Thank goodness that there is a Person to take it all to. And Jesus always, always gets it.

He holds our feelings and listens. There isn’t a feeling He isn’t ready for. There isn’t a question He won’t listen to and then eventually answer for us.

We think we are unique in our needs but we aren’t. They come to us each at different times but the need is always the same.

Just looks different sometimes.

He gives and gives. Listens and listens. Holds and holds.

The way you feel isn’t wrong – what you do because you feel a certain way can mess you up – so I highly recommend bringing that feeling honest and whole heart to the Cross.

 

 

I like the idea of broken things being restored.

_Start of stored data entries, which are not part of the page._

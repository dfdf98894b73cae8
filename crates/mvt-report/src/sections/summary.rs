use serde::Deserialize;
use serde_json::Value;

use super::{REPORT_TITLE, ReportContext};
use crate::document::Block;
use crate::value::{display_value, field, format_timestamp, group_thousands, safe_numeric, truthy};

const TITLE_GAP: f32 = 30.0;
const LISTED_SOURCES: usize = 8;

const BACKUP_INFO_FIELDS: [&str; 12] = [
    "Device Name",
    "Product Name",
    "Product Type",
    "Product Version",
    "Build Version",
    "Serial Number",
    "Phone Number",
    "IMEI",
    "MEID",
    "ICCID",
    "Last Backup Date",
    "Target Identifier",
];

/// Scan metadata MVT writes to `info.json`.
#[derive(Debug, Default, Deserialize)]
#[serde(default)]
struct ScanInfo {
    target_path: Option<Value>,
    mvt_version: Option<Value>,
    date: Option<Value>,
    ioc_files: Vec<Value>,
    hashes: Vec<Value>,
}

/// Insertion-ordered property list where a repeated key keeps its first
/// position and takes the latest value.
#[derive(Default)]
struct Properties(Vec<(String, String)>);

impl Properties {
    fn set(&mut self, key: &str, value: impl Into<String>) {
        let value = value.into();
        if let Some(entry) = self.0.iter_mut().find(|(existing, _)| existing == key) {
            entry.1 = value;
        } else {
            self.0.push((key.to_string(), value));
        }
    }

    fn get(&self, key: &str) -> Option<&str> {
        self.0
            .iter()
            .find(|(existing, _)| existing == key)
            .map(|(_, value)| value.as_str())
    }
}

fn optional_text(value: Option<&Value>) -> String {
    value.map_or_else(|| "Unknown".to_string(), display_value)
}

/// Key device and scan properties extracted from the loaded results.
pub fn device_info(context: &ReportContext<'_>) -> Vec<(String, String)> {
    let scan = context.scan;
    let mut properties = Properties::default();

    if let Some(info) = scan
        .get("info")
        .filter(|value| value.is_object())
        .and_then(|value| ScanInfo::deserialize(value).ok())
    {
        properties.set("Scan Target Path", optional_text(info.target_path.as_ref()));
        properties.set("MVT Version", optional_text(info.mvt_version.as_ref()));
        properties.set("Analysis Date", optional_text(info.date.as_ref()));
        properties.set("IOC Files Used", info.ioc_files.len().to_string());
        properties.set("Hash Files Used", info.hashes.len().to_string());
    }

    if let Some(backup) = scan.get("backup_info").filter(|value| value.is_object()) {
        for key in BACKUP_INFO_FIELDS {
            properties.set(key, field(backup, key));
        }
        if let Some(installed) = backup.get("Installed Applications").and_then(Value::as_array) {
            properties.set("Total Apps (Backup)", installed.len().to_string());
        }
    }

    if let Some(apps) = scan.list("applications") {
        let sideloaded = apps
            .iter()
            .filter(|app| truthy(app.get("sideLoadedDeviceBasedVPP")))
            .count();
        properties.set("Total Apps (Detailed)", apps.len().to_string());
        properties.set("App Store Apps", (apps.len() - sideloaded).to_string());
        properties.set("Sideloaded Apps", sideloaded.to_string());
    }

    if let Some(usage) = scan.list("datausage") {
        let sent: f64 = usage
            .iter()
            .map(|process| safe_numeric(process.get("wifi_out")) + safe_numeric(process.get("wwan_out")))
            .sum();
        properties.set("Network Processes", usage.len().to_string());
        properties.set("Total Data Sent (bytes)", group_thousands(sent));
    }

    let counted_lists = [
        ("filesystem", "Filesystem Entries"),
        ("tcc", "Privacy Permissions"),
        ("locationd_clients", "Location Clients"),
        ("webkit_resource_load_statistics", "Browser Tracking Domains"),
    ];
    for (key, label) in counted_lists {
        if let Some(items) = scan.list(key) {
            properties.set(label, items.len().to_string());
        }
    }

    properties.set("Report Generated", format_timestamp(context.generated_at));
    properties.set("Device Type", context.device_type.label());
    properties.set("Total Data Sources", scan.len().to_string());

    properties.0
}

pub(super) fn title_page(context: &ReportContext<'_>) -> Vec<Block> {
    let info = Properties(device_info(context));
    let lookup = |key: &str, default: &'static str| info.get(key).unwrap_or(default).to_string();

    let summary = [
        format!("Device Type: {}", context.device_type.label()),
        format!("Target Path: {}", lookup("Scan Target Path", "Unknown")),
        format!("MVT Version: {}", lookup("MVT Version", "Unknown")),
        format!("Analysis Date: {}", lookup("Analysis Date", "Unknown")),
        format!("IOC Files Used: {}", lookup("IOC Files Used", "0")),
        format!("Total Data Sources: {}", lookup("Total Data Sources", "0")),
        format!("Report Generated: {}", format_timestamp(context.generated_at)),
    ]
    .join("\n");

    vec![
        Block::Title(REPORT_TITLE.to_string()),
        Block::Spacer(TITLE_GAP),
        Block::normal(summary),
        Block::Spacer(TITLE_GAP),
    ]
}

pub(super) fn executive_summary(context: &ReportContext<'_>) -> Vec<Block> {
    let scan = context.scan;
    let mut blocks = vec![Block::heading("Executive Summary")];

    let total_issues = scan.detected_issues().len();
    if total_issues > 0 {
        blocks.push(Block::alert(format!(
            "SECURITY ALERT: This forensic analysis has identified {total_issues} potential \
             security issues that require immediate attention. These findings indicate possible \
             indicators of compromise (IOCs) or suspicious activities on the device."
        )));
    } else {
        blocks.push(Block::success(
            "CLEAN SCAN: No immediate security threats or indicators of compromise were \
             detected during this analysis. However, this does not guarantee the device is \
             completely free from sophisticated or unknown threats.",
        ));
    }

    let sources: Vec<&str> = scan.keys().collect();
    let app_count = scan.list("applications").map_or(0, <[Value]>::len);
    let network_count = scan.list("datausage").map_or(0, <[Value]>::len);
    let listed = sources
        .iter()
        .take(LISTED_SOURCES)
        .copied()
        .collect::<Vec<_>>()
        .join(", ");
    let others = if sources.len() > LISTED_SOURCES {
        format!(" and {} others", sources.len() - LISTED_SOURCES)
    } else {
        String::new()
    };
    blocks.push(Block::normal(format!(
        "This Mobile Verification Toolkit (MVT) analysis examined {} different data sources \
         from the {} device, including {app_count} applications, {network_count} network \
         processes, system logs, browser history, privacy permissions, location tracking data, \
         and messaging records. Data sources analyzed: {listed}{others}.",
        scan.len(),
        context.device_type.label(),
    )));

    blocks.push(Block::sub_heading("Key Analysis Areas:"));
    if scan.contains("applications") {
        let count = scan.list("applications").map_or(0, <[Value]>::len);
        blocks.push(Block::bullet(format!("Applications: {count} analyzed")));
    }
    if scan.contains("sms") {
        let count = scan.list("sms").map_or(0, <[Value]>::len);
        blocks.push(Block::bullet(format!("SMS Messages: {count} examined")));
    }
    if scan.contains("safari_history") || scan.contains("chrome_history") {
        blocks.push(Block::bullet("Browser History: Analyzed for malicious URLs"));
    }
    if scan.contains("netusage") || scan.contains("datausage") {
        blocks.push(Block::bullet(
            "Network Activity: Process-level traffic analysis",
        ));
    }

    blocks
}

pub(super) fn device_info_section(context: &ReportContext<'_>) -> Vec<Block> {
    vec![
        Block::heading("Device Information"),
        Block::Table {
            header: ("Property".to_string(), "Value".to_string()),
            rows: device_info(context),
        },
    ]
}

I like wholeness.  It’s what we are made for.

I however do not love that idea that I am broken. But I know that I am. And knowing that is both freeing and complicated. How does one do this? This living and being broken…

I like the ideas of seeing things restored but I know that strides can be made on earth by people who walk with Jesus. I know that He is the way to wholeness. I know that one day in heaven we will be made complete.

I wish that day were today. Well, I mean wouldn’t it be neat-o? But what I can have today and you can have today is Him…. the perfect ones love can wash over us today.

…and that presses wholeness down on us. gives us the courage to work on our lives. grow and become more like we are intended to be – more like what God had in mind when He knit us together in our mothers womb. He had a plan then and He hasn’t ever forgotten that plan.

And it can shine through our broken flesh. Or i guess it’s coming from our hearts. the heart that God made. Yes, the light shines from our hearts, that God made.